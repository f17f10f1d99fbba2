use super::{EngineMessage, GraphRenderer, MessageReceiver, SampleSink};

/// Audio-thread side of the engine.
///
/// Owns the active renderer (if any) and applies control messages at the
/// start of every block. The scope tap survives stop/start and rebuilds by
/// moving from the old renderer to the new one.
pub struct Player<R: MessageReceiver> {
    rx: R,
    renderer: Option<Box<GraphRenderer>>,
    parked_tap: Option<Box<dyn SampleSink>>,
}

impl<R: MessageReceiver> Player<R> {
    pub fn new(rx: R) -> Self {
        Self {
            rx,
            renderer: None,
            parked_tap: None,
        }
    }

    /// Tap that receives everything the analyser stage sees.
    pub fn with_scope_tap(mut self, sink: Box<dyn SampleSink>) -> Self {
        self.parked_tap = Some(sink);
        self
    }

    pub fn is_playing(&self) -> bool {
        self.renderer.is_some()
    }

    pub fn receiver_mut(&mut self) -> &mut R {
        &mut self.rx
    }

    pub fn renderer(&self) -> Option<&GraphRenderer> {
        self.renderer.as_deref()
    }

    pub fn render_block(&mut self, out: &mut [f32]) {
        while let Some(msg) = self.rx.pop() {
            self.handle(msg);
        }

        match self.renderer.as_mut() {
            Some(renderer) => renderer.render_block(out),
            None => out.fill(0.0),
        }
    }

    fn handle(&mut self, msg: EngineMessage) {
        match msg {
            EngineMessage::Start(mut next) => {
                let tap = self
                    .renderer
                    .take()
                    .and_then(|mut old| old.take_scope_tap())
                    .or_else(|| self.parked_tap.take());
                if let Some(tap) = tap {
                    next.set_scope_tap(tap);
                }
                self.renderer = Some(next);
            }
            EngineMessage::Stop => {
                if let Some(mut old) = self.renderer.take() {
                    if let Some(tap) = old.take_scope_tap() {
                        self.parked_tap = Some(tap);
                    }
                }
            }
            EngineMessage::Update(scalars) => {
                if let Some(renderer) = self.renderer.as_mut() {
                    renderer.apply_scalars(&scalars);
                }
            }
            EngineMessage::Curve(curve) => {
                if let Some(renderer) = self.renderer.as_mut() {
                    renderer.set_curve(*curve);
                }
            }
        }
    }
}

#[cfg(test)]
mod tests {
    use std::{collections::VecDeque, sync::Arc};

    use super::*;
    use crate::{
        dsp::{noise::synthesize, DistortionCurve},
        graph::planner::plan,
        patch::ParameterSet,
    };

    fn renderer() -> Box<GraphRenderer> {
        let params = ParameterSet::default();
        let buffer = Arc::new(synthesize(params.noise_kind, 2_048, 48_000.0));
        let curve = DistortionCurve::build(params.distortion_amount as f32);
        Box::new(GraphRenderer::new(buffer, &curve, &plan(&params), 48_000.0).unwrap())
    }

    struct Count(usize);

    impl SampleSink for Count {
        fn push(&mut self, _sample: f32) -> bool {
            self.0 += 1;
            true
        }
    }

    #[test]
    fn silent_until_started_and_after_stop() {
        let mut player = Player::new(VecDeque::<EngineMessage>::new());
        let mut out = vec![1.0f32; 128];
        player.render_block(&mut out);
        assert!(out.iter().all(|&s| s == 0.0));

        player.receiver_mut().push_back(EngineMessage::Start(renderer()));
        player.render_block(&mut out);
        assert!(player.is_playing());
        assert!(out.iter().any(|&s| s != 0.0));

        player.receiver_mut().push_back(EngineMessage::Stop);
        player.render_block(&mut out);
        assert!(!player.is_playing());
        assert!(out.iter().all(|&s| s == 0.0));
    }

    #[test]
    fn tap_moves_across_restarts() {
        let mut player = Player::new(VecDeque::<EngineMessage>::new()).with_scope_tap(Box::new(Count(0)));
        player.receiver_mut().push_back(EngineMessage::Start(renderer()));
        player.receiver_mut().push_back(EngineMessage::Start(renderer()));
        player.receiver_mut().push_back(EngineMessage::Stop);
        player.receiver_mut().push_back(EngineMessage::Start(renderer()));

        let mut out = vec![0.0f32; 16];
        player.render_block(&mut out);
        assert!(player.parked_tap.is_none());

        let mut renderer = player.renderer.take().unwrap();
        assert!(renderer.take_scope_tap().is_some());
    }

    #[test]
    fn updates_without_renderer_are_ignored() {
        let mut player = Player::new(VecDeque::<EngineMessage>::new());
        let params = ParameterSet::default();
        player.receiver_mut().push_back(EngineMessage::Update(params.scalars()));
        player
            .receiver_mut()
            .push_back(EngineMessage::Curve(Box::new(DistortionCurve::build(1.0))));

        let mut out = vec![0.0f32; 16];
        player.render_block(&mut out);
        assert!(!player.is_playing());
    }
}
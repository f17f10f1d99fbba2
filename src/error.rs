//! Error type shared by the preset store, configuration loading and the
//! playback controller.
//!
//! Synthesis, curve building and planning never fail, so nothing in `dsp`
//! or `graph::planner` returns this type.

use thiserror::Error;

#[derive(Debug, Error)]
pub enum Error {
    #[error("i/o error: {0}")]
    Io(#[from] std::io::Error),

    #[error("malformed JSON: {0}")]
    Json(#[from] serde_json::Error),

    #[error("malformed config: {0}")]
    Config(#[from] toml::de::Error),

    #[error("preset name must not be empty")]
    EmptyPresetName,

    #[error("no preset named {0:?}")]
    UnknownPreset(String),

    #[error("topology contains a cycle")]
    CyclicTopology,

    /// The audio host refused a command (device gone, ring full, ...).
    #[error("audio host: {0}")]
    Host(String),
}

pub type Result<T> = std::result::Result<T, Error>;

## PROBLEM DESCRIPTION
Look over the listing. Pull out every line with the string "Count" in it.

## ANSWER AREA
    struct Count(usize);
    impl SampleSink for Count {
        let mut player = Player::new(VecDeque::<EngineMessage>::new()).with_scope_tap(Box::new(Count(0)));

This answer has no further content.